Restaurant information
- Established: 1794
- Location: 279 Water Street, New York City, New York, New York, 10038
- Website: http://bridgecafenyc.com/

= Bridge Cafe =

Bridge Cafe was a historic restaurant and bar located at 279 Water Street in the South Street Seaport area of Manhattan, New York City, United States. The site was originally home to "a grocery and wine and porter bottler", opened in 1794, and has been home to a series of drinking and eating establishments. In the nineteenth century, the building was described in city directories variously as a grocery, a porterhouse, or a liquor establishment.

Despite its name, The Bridge Cafe building existed for almost a century before the construction of the Brooklyn Bridge. Until its 2012 closure, it was the city's oldest continuous business establishment, though the name and ownership had changed numerous times.

==History==
Built in 1794, the building continues as one of last wooden framed buildings in lower Manhattan.
Henry Williams operated a brothel there from 1847 to 1860 and the prostitutes were listed in the New York City census of 1855.

Maurice Hyland, who owned and ran the place from 1888 to 1890. In 1888, Hyland extended the old, two-and-a-half-story wooden building with a peaked roof into the present flat-topped three-story structure, with new wooden facades designed by Kurtzer & Rohl.

Through the 1970s McCormick’s Bar was frequented by local fishmongers due to proximity to historic Fulton Fish Market.

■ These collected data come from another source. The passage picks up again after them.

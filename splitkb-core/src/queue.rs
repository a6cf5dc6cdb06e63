//! Fixed-capacity event FIFO with tombstone removal.
//!
//! 256 slots addressed by a wrapping `u8`. `head == tail` means empty, so at
//! most [`QUEUE_CAPACITY`] entries (live or tombstoned) are in flight.
//!
//! The queue is single-producer / single-consumer. [`EventQueue::split`]
//! hands out exactly one [`Producer`] and one [`Consumer`]:
//! - the producer writes the slot at `tail`, then publishes the new tail with
//!   a `Release` store;
//! - the consumer reads `tail` with `Acquire` before touching any slot, and
//!   owns `head` and the tombstone flags.
//!
//! Removing an arbitrary entry only tombstones it. Removing (or popping) the
//! head advances `head` past any tombstones, so `head` never rests on a
//! removed slot unless the queue is empty.
//!
//! Outside the crate the consumer is reached through [`Consumer::peek`],
//! [`Consumer::pop_front`], [`Consumer::remove`] and [`Consumer::iter`].
//! Every slot access checks its index against `[head, tail)`.

use core::cell::UnsafeCell;
use core::sync::atomic::{AtomicU8, Ordering};

use crate::event::{Coord, Event};

/// Physical slot count. Indices wrap modulo this value.
pub const QUEUE_SLOTS: usize = 256;

/// Entries that can be in flight at once.
pub const QUEUE_CAPACITY: usize = QUEUE_SLOTS - 1;

/// Position of an entry in the ring.
pub type QueueIndex = u8;

#[derive(Copy, Clone)]
struct Slot {
    event: Event,
    removed: bool,
}

impl Slot {
    const EMPTY: Slot = Slot {
        event: Event::release(Coord { line: 0, column: 0 }, 0),
        removed: true,
    };
}

pub struct EventQueue {
    slots: [UnsafeCell<Slot>; QUEUE_SLOTS],
    head: AtomicU8,
    tail: AtomicU8,
}

// Slots in [head, tail) belong to the consumer, the slot at tail to the
// producer. The split handles keep both sides from aliasing a slot.
unsafe impl Sync for EventQueue {}

impl EventQueue {
    pub const fn new() -> Self {
        #[allow(clippy::declare_interior_mutable_const)]
        const EMPTY: UnsafeCell<Slot> = UnsafeCell::new(Slot::EMPTY);
        Self {
            slots: [EMPTY; QUEUE_SLOTS],
            head: AtomicU8::new(0),
            tail: AtomicU8::new(0),
        }
    }

    /// Split into the producer and consumer halves.
    pub fn split(&mut self) -> (Producer<'_>, Consumer<'_>) {
        let queue: &Self = self;
        (Producer { queue }, Consumer { queue })
    }

    /// Number of occupied slots, tombstones included.
    fn in_flight(&self) -> usize {
        let head = self.head.load(Ordering::Acquire);
        let tail = self.tail.load(Ordering::Acquire);
        tail.wrapping_sub(head) as usize
    }
}

impl Default for EventQueue {
    fn default() -> Self {
        Self::new()
    }
}

/// Appending half of the queue. Owned by the sampler.
pub struct Producer<'a> {
    queue: &'a EventQueue,
}

impl Producer<'_> {
    /// Append an event.
    ///
    /// # Panics
    /// When [`QUEUE_CAPACITY`] entries are already in flight. Dropping the
    /// event instead would desynchronise press/release pairing.
    pub fn push_back(&mut self, event: Event) {
        let tail = self.queue.tail.load(Ordering::Relaxed);
        let next = tail.wrapping_add(1);
        assert!(
            next != self.queue.head.load(Ordering::Acquire),
            "event queue overflow"
        );
        // SAFETY: the slot at `tail` is outside [head, tail) and only the
        // single producer writes it until the tail store below publishes it.
        unsafe {
            *self.queue.slots[tail as usize].get() = Slot {
                event,
                removed: false,
            };
        }
        self.queue.tail.store(next, Ordering::Release);
    }

    /// Free entries left before [`Producer::push_back`] would panic.
    pub fn free(&self) -> usize {
        QUEUE_CAPACITY - self.queue.in_flight()
    }

    pub fn is_full(&self) -> bool {
        self.free() == 0
    }
}

/// Reading half of the queue. Owned by the resolver.
pub struct Consumer<'a> {
    queue: &'a EventQueue,
}

impl<'a> Consumer<'a> {
    /// Index of the earliest live entry, or [`Consumer::end`] when empty.
    #[inline]
    pub(crate) fn begin(&self) -> QueueIndex {
        self.queue.head.load(Ordering::Relaxed)
    }

    /// One past the last published entry.
    #[inline]
    pub(crate) fn end(&self) -> QueueIndex {
        self.queue.tail.load(Ordering::Acquire)
    }

    /// The live entry after `index`, or `end` if there is none.
    ///
    /// An `index` already retired behind the head continues at the head:
    /// everything between them was tombstoned.
    pub(crate) fn next(&self, index: QueueIndex, end: QueueIndex) -> QueueIndex {
        if !self.in_range(index) {
            return self.begin();
        }
        let mut index = index;
        loop {
            index = index.wrapping_add(1);
            if index == end || !self.is_removed(index) {
                return index;
            }
        }
    }

    /// Copy of the entry at `index`.
    ///
    /// # Panics
    /// When `index` is outside `[begin, end)`.
    pub(crate) fn get(&self, index: QueueIndex) -> Event {
        self.check(index);
        // SAFETY: entries in [head, tail) were published by the producer
        // (Acquire on tail) and are not written again until popped.
        unsafe { (*self.queue.slots[index as usize].get()).event }
    }

    pub(crate) fn is_removed(&self, index: QueueIndex) -> bool {
        self.check(index);
        // SAFETY: published slot, tombstone flags are only written by the
        // consumer.
        unsafe { (*self.queue.slots[index as usize].get()).removed }
    }

    /// Tombstone the entry at `index`. Removing the head advances it.
    ///
    /// # Panics
    /// When `index` is outside `[begin, end)`.
    pub fn remove(&mut self, index: QueueIndex) {
        self.check(index);
        // SAFETY: consumer-owned flag of a published slot.
        unsafe {
            (*self.queue.slots[index as usize].get()).removed = true;
        }
        let head = self.begin();
        if index == head {
            let end = self.end();
            self.queue
                .head
                .store(self.next(head, end), Ordering::Release);
        }
    }

    /// Earliest live entry and its index.
    pub fn peek(&self) -> Option<(QueueIndex, Event)> {
        let head = self.begin();
        if head == self.end() {
            None
        } else {
            Some((head, self.get(head)))
        }
    }

    /// Retire the earliest live entry. A no-op on an empty queue.
    pub fn pop_front(&mut self) -> Option<Event> {
        let (head, event) = self.peek()?;
        self.remove(head);
        Some(event)
    }

    /// First live entry after `from` (exclusive) at `pos`.
    pub(crate) fn find_next_at(&self, pos: Coord, from: QueueIndex, end: QueueIndex) -> Option<QueueIndex> {
        let mut index = self.next(from, end);
        while index != end {
            if self.get(index).pos == pos {
                return Some(index);
            }
            index = self.next(index, end);
        }
        None
    }

    /// Live entries in FIFO order, against a snapshot of the tail.
    pub fn iter(&self) -> Iter<'_, 'a> {
        Iter {
            consumer: self,
            index: self.begin(),
            end: self.end(),
        }
    }

    /// Number of live entries.
    pub fn len(&self) -> usize {
        self.iter().count()
    }

    pub fn is_empty(&self) -> bool {
        self.begin() == self.end()
    }

    fn in_range(&self, index: QueueIndex) -> bool {
        let head = self.begin();
        index.wrapping_sub(head) < self.end().wrapping_sub(head)
    }

    /// Slots outside `[head, tail)` may be under the producer's pen.
    #[inline]
    fn check(&self, index: QueueIndex) {
        assert!(
            self.in_range(index),
            "queue index {index} outside the live range"
        );
    }
}

pub struct Iter<'c, 'a> {
    consumer: &'c Consumer<'a>,
    index: QueueIndex,
    end: QueueIndex,
}

impl Iterator for Iter<'_, '_> {
    type Item = (QueueIndex, Event);

    fn next(&mut self) -> Option<Self::Item> {
        if self.index == self.end {
            return None;
        }
        let item = (self.index, self.consumer.get(self.index));
        self.index = self.consumer.next(self.index, self.end);
        Some(item)
    }
}
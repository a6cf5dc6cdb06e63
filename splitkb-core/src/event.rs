//! Switch coordinates and timestamped press/release events.

use crate::{NUM_COLUMNS, NUM_LINES};

/// Monotonic timestamp in microseconds. Wraps after ~71 minutes, so
/// durations are always computed with [`elapsed`].
pub type Micros = u32;

/// Time from `since` to `now`, correct across one wrap of the clock.
#[inline]
pub fn elapsed(since: Micros, now: Micros) -> u32 {
    now.wrapping_sub(since)
}

/// A (line, column) position in the virtual key matrix.
#[derive(Copy, Clone, Debug, PartialEq, Eq, Hash, PartialOrd, Ord)]
pub struct Coord {
    pub line: u8,
    pub column: u8,
}

impl Coord {
    pub const fn new(line: u8, column: u8) -> Self {
        debug_assert!((line as usize) < NUM_LINES && (column as usize) < NUM_COLUMNS);
        Self { line, column }
    }

    /// Checked constructor for coordinates coming from outside the firmware
    /// (trace files, wiring tables under test).
    pub fn try_new(line: usize, column: usize) -> Option<Self> {
        if line < NUM_LINES && column < NUM_COLUMNS {
            Some(Self {
                line: line as u8,
                column: column as u8,
            })
        } else {
            None
        }
    }

    /// Every coordinate of the matrix, line by line.
    pub fn all() -> impl Iterator<Item = Coord> {
        (0..NUM_LINES as u8)
            .flat_map(|line| (0..NUM_COLUMNS as u8).map(move |column| Coord { line, column }))
    }

    #[inline]
    pub(crate) fn line_index(self) -> usize {
        self.line as usize
    }

    #[inline]
    pub(crate) fn column_index(self) -> usize {
        self.column as usize
    }
}

/// One electrical transition of one switch, as seen by the sampler.
#[derive(Copy, Clone, Debug, PartialEq, Eq)]
pub struct Event {
    pub pos: Coord,
    pub pressed: bool,
    pub at: Micros,
}

impl Event {
    pub const fn press(pos: Coord, at: Micros) -> Self {
        Self {
            pos,
            pressed: true,
            at,
        }
    }

    pub const fn release(pos: Coord, at: Micros) -> Self {
        Self {
            pos,
            pressed: false,
            at,
        }
    }
}

#[cfg(test)]
mod tests {
    use super::*;

    #[test]
    fn elapsed_survives_clock_wrap() {
        assert_eq!(elapsed(u32::MAX - 5, 4), 10);
        assert_eq!(elapsed(100, 250), 150);
    }

    #[test]
    fn all_covers_the_matrix_once() {
        assert_eq!(Coord::all().count(), NUM_LINES * NUM_COLUMNS);
        assert_eq!(Coord::all().next(), Some(Coord::new(0, 0)));
        assert_eq!(
            Coord::all().last(),
            Some(Coord::new(NUM_LINES as u8 - 1, NUM_COLUMNS as u8 - 1))
        );
    }

    #[test]
    fn try_new_rejects_out_of_range() {
        assert!(Coord::try_new(NUM_LINES, 0).is_none());
        assert!(Coord::try_new(0, NUM_COLUMNS).is_none());
        assert_eq!(Coord::try_new(1, 1), Some(Coord::new(1, 1)));
    }
}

Although the building is not a landmark itself, it is in the South Street Seaport Historic District, created in 1977. The designation report notes that 279 Water, constructed in 1801, is the only remaining wood frame building in the historic district. Since Water Street is on landfill, at the time it was believed that brick buildings could not be supported.

In 1979 was purchased by Jack Weprin and converted into The Bridge Cafe, a white tablecloth establishment.

==2012 Damage & Closure==
The building was damaged during Hurricane Sandy, and the restaurant remains closed as of 2020.

A 2020 report states that "it unfortunately closed after Hurricane Sandy inundated the building in 2012 and has remained closed ever since". A reconstruction did commence but a report in March 2020 stated that owner Adam Weprin had encountered difficulties; at that time, he said that "'Unfortunately, many factors will play a part in the opening. In addition to replacing the floors, there are other costly repairs' ... but he remained committed to a reopening.

In 2021, with the deed signed away by Michael Weprin for $3.3 million, the building changed hands once again.

==Netflix and the Future==
In April 2024 Netflix began scouting for locations in New York City for the “Black Rabbit” series starring Jason Bateman and Jude Law and discovered the former cafe, which was used as inspiration for the shows interiors. There were eight one-hour episodes, released in 2025, revolving around “a New York City hotspot owner who lets his brother back into his life, which leads to dangerous consequences.”

==Legacy==
While in office, Mayor Edward I. Koch regularly had dinner at Bridge Cafe and declared it to be his favorite restaurant.

New York Magazine considered it to be one of New York City's Top 5 Historic Bars in 2005.